A vegan option should always be included on the menu for school children in Cheshire East, an animal rights campaigner has insisted.

Jane Smith, the borough’s only elected Animal Welfare Party councillor, who sits on Alsager Town Council, renewed calls this week for the inclusion of a mandatory plant-based option – that does not include dairy, meat or fish – on all school menus.

Currently, schools are required to provide a daily vegetarian option and the council has instructed kitchen staff to make that dish vegan “wherever possible”.

But that does not go far enough according to Coun Smith, who said that the onus should not be on parents having to request a plant-based option for their children in advance.

In 2018, she asked the council whether it would provide a vegan dish at mealtimes and work towards providing a wholly plant-based menu one day a week.

The portfolio holder for children and families at the time, Coun Jos Saunders, said that 75% of dishes provided were freshly prepared from unprocessed ingredients and that a vegetarian option was provided daily, but that a vegan dish would be provided if requested by parents.

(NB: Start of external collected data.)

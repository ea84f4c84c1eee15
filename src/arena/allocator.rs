use std::fmt;

use tracing::{debug, trace, warn};

use super::{Arena, ArenaError, Block, BlockList, FreeOutcome, Result};

impl Arena {
    /// Create a new `Arena` of `max_size` words, all of it in a single free block `[0, max_size)`.
    pub fn new(max_size: usize) -> Self {
        let mut free = BlockList::new();
        if max_size > 0 {
            free.push_back(Block::new(0, max_size));
        }

        Self {
            max_size,
            free,
            allocated: BlockList::new(),
        }
    }

    pub fn max_size(&self) -> usize {
        self.max_size
    }

    /// The free list, in scan order.
    pub fn free_list(&self) -> &BlockList {
        &self.free
    }

    /// The allocated list, oldest allocation first.
    pub fn allocated_list(&self) -> &BlockList {
        &self.allocated
    }

    pub fn free_words(&self) -> usize {
        self.free.total_length()
    }

    pub fn allocated_words(&self) -> usize {
        self.allocated.total_length()
    }

    pub fn largest_free_block(&self) -> Option<Block> {
        self.free.iter().copied().max_by_key(|block| block.length)
    }

    /// Allocates `length` words using first-fit over the free list, returning the base address of
    /// the new block, or `None` if no single free block is large enough.
    ///
    /// The free list is scanned in list order, not address order. Whatever is left of the block
    /// that was used goes back into the same position of the free list; if nothing is left it is
    /// dropped. This never defragments and never combines free blocks to satisfy a request.
    pub fn malloc(&mut self, length: usize) -> Option<usize> {
        if length == 0 {
            warn!("rejecting zero-length allocation");
            return None;
        }

        let found = self
            .free
            .entries()
            .enumerate()
            .find(|(_, (_, block))| block.length >= length)
            .map(|(idx, (id, block))| (idx, id, *block));

        let Some((idx, id, found)) = found else {
            debug!(
                length,
                free_blocks = self.free.len(),
                "no free block large enough"
            );
            return None;
        };

        let block = Block::new(found.base_address, length);
        self.allocated.push_back(block);
        self.free.remove(id);

        let rest = found.length - length;
        if rest > 0 {
            // the leftover takes the slot the consumed block had, so the scan order of the other
            // free blocks doesn't change
            let leftover = Block::new(found.base_address + length, rest);
            if let Err(e) = self.free.insert(idx, leftover) {
                unreachable!("position {idx} was just vacated: {e}");
            }
        }

        trace!(%found, %block, position = idx, "allocated");
        Some(block.base_address)
    }

    /// Frees the allocated block whose base address is `address`, moving it unchanged to the tail
    /// of the free list. Free blocks are never merged here, see `defrag()` and `coalesce()`.
    ///
    /// Errors with `ArenaError::EmptyAllocatedList` if nothing is allocated at all. An address that
    /// doesn't start any allocated block is not an error, it gives `FreeOutcome::NoMatch`.
    pub fn free(&mut self, address: usize) -> Result<FreeOutcome> {
        if self.allocated.is_empty() {
            return Err(ArenaError::EmptyAllocatedList);
        }

        let found = self
            .allocated
            .entries()
            .find(|(_, block)| block.base_address == address)
            .map(|(id, _)| id);

        let Some(block) = found.and_then(|id| self.allocated.remove(id)) else {
            debug!(address, "no allocated block starts at this address");
            return Ok(FreeOutcome::NoMatch);
        };

        // only reachable after defrag() merged blocks that didn't touch
        if self.free.index_of(&block).is_some() {
            warn!(%block, "block already on the free list");
        }
        self.free.push_back(block);

        trace!(%block, "freed");
        Ok(FreeOutcome::Freed(block))
    }

    /// Defragments the head of the free list. This is deliberately narrow, it only ever looks at
    /// the first two or three entries:
    ///
    /// - fewer than 2 free blocks: nothing happens.
    /// - exactly 2: they are merged into the first one if the first ends where the second starts.
    /// - 3 or more: the first three are merged into the first one, whatever their addresses are.
    ///   Entries from the fourth onwards are untouched.
    ///
    /// The three-way merge does not check adjacency, so on a fragmented free list it can produce
    /// a block covering words that are still allocated. Use `coalesce()` for a pass that only
    /// merges blocks that really touch.
    pub fn defrag(&mut self) {
        let mut heads = self.free.entries().take(3).map(|(id, block)| (id, *block));

        let (Some((first_id, first)), Some((second_id, second))) = (heads.next(), heads.next())
        else {
            return;
        };
        let third = heads.next();

        match third {
            None => {
                if !first.is_followed_by(&second) {
                    trace!(%first, %second, "head blocks are not adjacent");
                    return;
                }

                let merged = Block::new(first.base_address, first.length + second.length);
                self.free.replace(first_id, merged);
                self.free.remove(second_id);

                debug!(%merged, "merged two free blocks");
            }
            Some((third_id, third)) => {
                let merged = Block::new(
                    first.base_address,
                    first.length + second.length + third.length,
                );
                self.free.replace(first_id, merged);
                self.free.remove(third_id);
                self.free.remove(second_id);

                debug!(%merged, "merged three free blocks");
            }
        }
    }

    /// Merges every run of address-adjacent free blocks, leaving the free list sorted by address.
    /// Returns how many merges were made.
    ///
    /// Unlike `defrag()` this looks at the whole free list, and never merges blocks that don't
    /// touch.
    pub fn coalesce(&mut self) -> usize {
        let mut blocks: Vec<Block> = self.free.iter().copied().collect();
        blocks.sort_by_key(|block| block.base_address);

        let mut merged: Vec<Block> = Vec::with_capacity(blocks.len());
        for block in blocks {
            match merged.last_mut() {
                Some(last) if last.is_followed_by(&block) => {
                    *last = Block::new(last.base_address, last.length + block.length);
                }
                _ => merged.push(block),
            }
        }

        let merges = self.free.len() - merged.len();
        self.free = merged.into_iter().collect();

        debug!(merges, free_blocks = self.free.len(), "coalesced free list");
        merges
    }
}

// free list on the first line, allocated list on the second
impl fmt::Display for Arena {
    fn fmt(&self, f: &mut fmt::Formatter) -> fmt::Result {
        write!(f, "{}\n{}", self.free, self.allocated)
    }
}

Since then, not much seems to have changed despite the declaration of a climate emergency in 2019 – which Coun Smith has said was at odds with animal agriculture.

Her renewed calls for a permanent vegan option on menus coincided with a demonstration outside the department for education by the animal activist group Animal Rebellion. At the beginning of the month, they urged the Government to make a vegan diet the mainstay of school menus across the country.

Speaking to the Chronicle this week, Coun Smith said: “At the Cabinet meeting four years ago, I asked whether the council would be providing more plant-based school meals. In a nutshell, they said no, because vegan meals are available on request and the portfolio holder believed school dinners were healthy enough.

“That means that if children want a school meal that doesn’t contain meat, fish or dairy, their parents have to ask for it specifically, so the onus is on the family.

“Because the council has declared a climate emergency, we need to take a big step away from animal agriculture. School meals could be an area where the council takes the lead. It shouldn’t be saying that it has to wait for consumer demand.”

Coun Smith, who has been a vegan for more than a decade, added: “Plant-based meals can be very delicious and attractive; they don’t have to be a salad. You could have an entirely plant-based school dinner which is delicious and which children would love at an inexpensive price and locally sourced.

“A baked potato with baked beans, for example, is a plant-based school dinner.

“I shouldn’t single Cheshire East Council out because it is not alone in this same-old attitude, but why declare a climate emergency and then carry on feeding meat products in school dinners and putting the onus on children’s families to have to request anything that is more environmentally friendly?

“We shouldn’t do things the easiest way, just because it’s easy. We should do things the humane way, and the ethical way.”

Ged Rowney, the interim director of children’s services at Cheshire East Council, said: “Our school catering team already provides a daily vegetarian option as part of our menu of food choices.

“We are getting more requests for vegan or plant-based diets and have instructed all our kitchen staff to wherever possible make the vegetarian choice a vegan dish.

“Our aim is that children and young people are healthy and make positive choices.

We work in partnership with schools and parents promoting the value of nutrition and encouraging take up of our school meal offer.

“Our team of around 300 catering staff prepare over 13,500 meals per day in 65% of schools across Cheshire East. We recognise that we play a vital role in educating children’s palates, encouraging them to try new things and do their bit to tackle climate change.”

The Chronicle asked six local schools if they always provided a plant-based choice on menus or whether parents would have to request this for their child in advance.

Alsager School was the only one to respond. A spokesperson said: “Alsager School’s caterers, Aramark, always ensure that we have a vegetarian option on the menu each day.